Prof. Dr. Claudia Breger
Breger is the Villard Professor of German and Comparative Literature. Her research focuses on twentieth- and twenty-first century culture, with emphases on film and theater; literary, media, and cultural theory; and the intersections of gender, sexuality and race.
She is particularly interested in combining theory with historical perspectives, and cultural studies approaches with aesthetic inquiries and close reading practices. Her earliest book, Ortlosigkeit des Fremden (1998), traces the genealogy of modern representations of Romani and other itinerant people at the intersection of race and gender around 1800. Prof. Breger’s second book, Szenarien kopfloser Herrschaft (2004), investigates reconfigurations of royal imaginaries beyond sovereignty in twentieth-century German culture, in scenarios ranging from imperial Egyptology to queer drag king performances. More recent book publications include An Aesthetics of Narrative Performance: Transnational Theater, Literature and Film in Contemporary Germany (2012) and Making Worlds: Affect and Collectivity in Contemporary European Cinema (2020). She is currently completing a book manuscript that rethinks political aesthetics in a dialogue between twentieth-century Critical Theory and contemporary perspectives in new materialism and Actor-Network-Theory, affect, queer, and Black radical theory.

Prof. Dr. Emeritus Andreas Huyssen
Huyssen is the Villard Professor Emeritus of German and Comparative Literature at Columbia University, where he served as founding director of the Center for Comparative Literature and Society (1998-2003). He chaired the Department of Germanic Languages from 1986-1992 and again from 2005-2008. He is one of the founding editors of New German Critique (1974-), and he serves on the editorial boards of October, Constellations, and Germanic Review. In 2005, he won Columbia’s coveted Mark van Doren teaching award. His research and teaching focus on eighteenth to twentieth-century German literature and culture, international modernism in literature and the visual arts, Frankfurt School Critical Theory, postmodernism, and cultural memory of historical trauma in transnational contexts. His work has been translated into Spanish, Portuguese, French, Swedish, Danish, Slovenian, Hungarian, Polish, Turkish, Japanese, and Chinese.

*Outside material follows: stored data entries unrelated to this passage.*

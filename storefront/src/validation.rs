//! Field-level form validation shared by the checkout and payment forms.

use serde::{Deserialize, Serialize};
use std::collections::BTreeMap;
use thiserror::Error;

/// Why a single field was rejected
#[derive(Error, Debug, Clone, Copy, PartialEq, Eq, Serialize, Deserialize)]
pub enum FieldError {
    /// Required field left blank
    #[error("This field is required")]
    Required,

    /// Text does not look like an email address
    #[error("Enter a valid email address")]
    InvalidEmail,
}

/// Errors keyed by field, in field order
///
/// An empty set means the form is valid.
#[derive(Clone, Debug, PartialEq, Eq, Serialize, Deserialize)]
pub struct FieldErrors<F: Ord> {
    errors: BTreeMap<F, FieldError>,
}

impl<F: Ord> Default for FieldErrors<F> {
    fn default() -> Self {
        Self {
            errors: BTreeMap::new(),
        }
    }
}

impl<F: Ord + Copy> FieldErrors<F> {
    /// No errors
    #[must_use]
    pub fn new() -> Self {
        Self::default()
    }

    /// Record an error; the first error for a field wins
    pub fn insert(&mut self, field: F, error: FieldError) {
        self.errors.entry(field).or_insert(error);
    }

    /// Record [`FieldError::Required`] when `value` is blank
    pub fn require(&mut self, field: F, value: &str) {
        if value.trim().is_empty() {
            self.insert(field, FieldError::Required);
        }
    }

    /// Error for one field
    #[must_use]
    pub fn get(&self, field: F) -> Option<FieldError> {
        self.errors.get(&field).copied()
    }

    /// Whether every field passed
    #[must_use]
    pub fn is_empty(&self) -> bool {
        self.errors.is_empty()
    }

    /// Number of rejected fields
    #[must_use]
    pub fn len(&self) -> usize {
        self.errors.len()
    }

    /// Rejected fields with their errors
    pub fn iter(&self) -> impl Iterator<Item = (F, FieldError)> + '_ {
        self.errors.iter().map(|(field, error)| (*field, *error))
    }
}

/// Basic email shape check
///
/// One `@`, non-empty local part, and a dotted domain without empty labels.
///
/// # Examples
///
/// ```
/// use storefront::validation::is_valid_email;
///
/// assert!(is_valid_email("ada@example.com"));
/// assert!(is_valid_email("ada+shop@mail.example.com.tr"));
/// assert!(!is_valid_email("ada"));
/// assert!(!is_valid_email("@example.com"));
/// assert!(!is_valid_email("ada@example"));
/// ```
#[must_use]
pub fn is_valid_email(email: &str) -> bool {
    if !(3..=255).contains(&email.len()) {
        return false;
    }

    let Some((local, domain)) = email.split_once('@') else {
        return false;
    };

    let local_ok = !local.is_empty()
        && local
            .chars()
            .all(|c| c.is_alphanumeric() || matches!(c, '.' | '-' | '+' | '_'));

    let domain_ok = domain.contains('.')
        && domain.split('.').all(|label| !label.is_empty())
        && domain
            .chars()
            .all(|c| c.is_alphanumeric() || matches!(c, '.' | '-'));

    local_ok && domain_ok
}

His books include Drama des Sturm und Drang (1980), After the Great Divide: Modernism, Mass Culture, Postmodernism (1986), Postmoderne: Zeichen eines kulturellen Wandels (ed. with Klaus Scherpe, 1986), Modernity and the Text: Revisions of German Modernism (ed. with David Bathrick, 1989), Twilight Memories: Marking Time in a Culture of Amnesia (1995), Present Pasts: Urban Palimpsests and the Politics of Memory (2003), the edited volume on the culture of non-Western cities entitled Other Cities, Other Worlds: Urban Imaginaries in a Globalizing World (2008) and Modernismo después de la posmodernidad (Gedisa, 2010), a book of essays on art and literature so far only available in Spanish. His most recent books are William Kentridge, Nalini Malani: The Shadowplay as Medium of Memory (2013), Miniature Metropolis: Literature in an Age of Photography and Film (2015) and Memory Art in the Contemporary World: Confronting Violence in the Global South (2022).

Prof. Dr. Oliver Simons
Oliver Simons studied German literature, cultural studies, and philosophy at Humboldt-University in Berlin, where he received his Dr.phil. in 2005. His teaching and research interests focus on literature and science, post-colonial studies, the “end” around 1800, and literary theories.
His first book, a comparative study on spatial concepts in philosophy, empirical psychology, art history, and literature around 1900, appeared in 2007: Raumgeschichten: Topographien der Moderne in Philosophie, Wissenschaft und Literatur (Wilhelm Fink Verlag). His second monograph, a book on literary theories, was published in 2009 (Literaturtheorien zur Einführung. Junius Verlag). He has co-edited volumes on German colonialism (Francke Verlag 2002), Kafkas Institutionen (2007), Ingeborg Bachmann and the media (2008), and The Oxford Handbook of Carl Schmitt (2017). His most recent book, Literary Conclusions: The Poetics of Ending in Lessing, Goethe, and Kleist examines how textual endings around 1800 correspond with theories of causality and conclusion. He is currently completing two monographs, Reading as Method and Understanding Theory. Oliver is also the editor of the peer-reviewed journal The Germanic Review: Literature, Culture, Theory.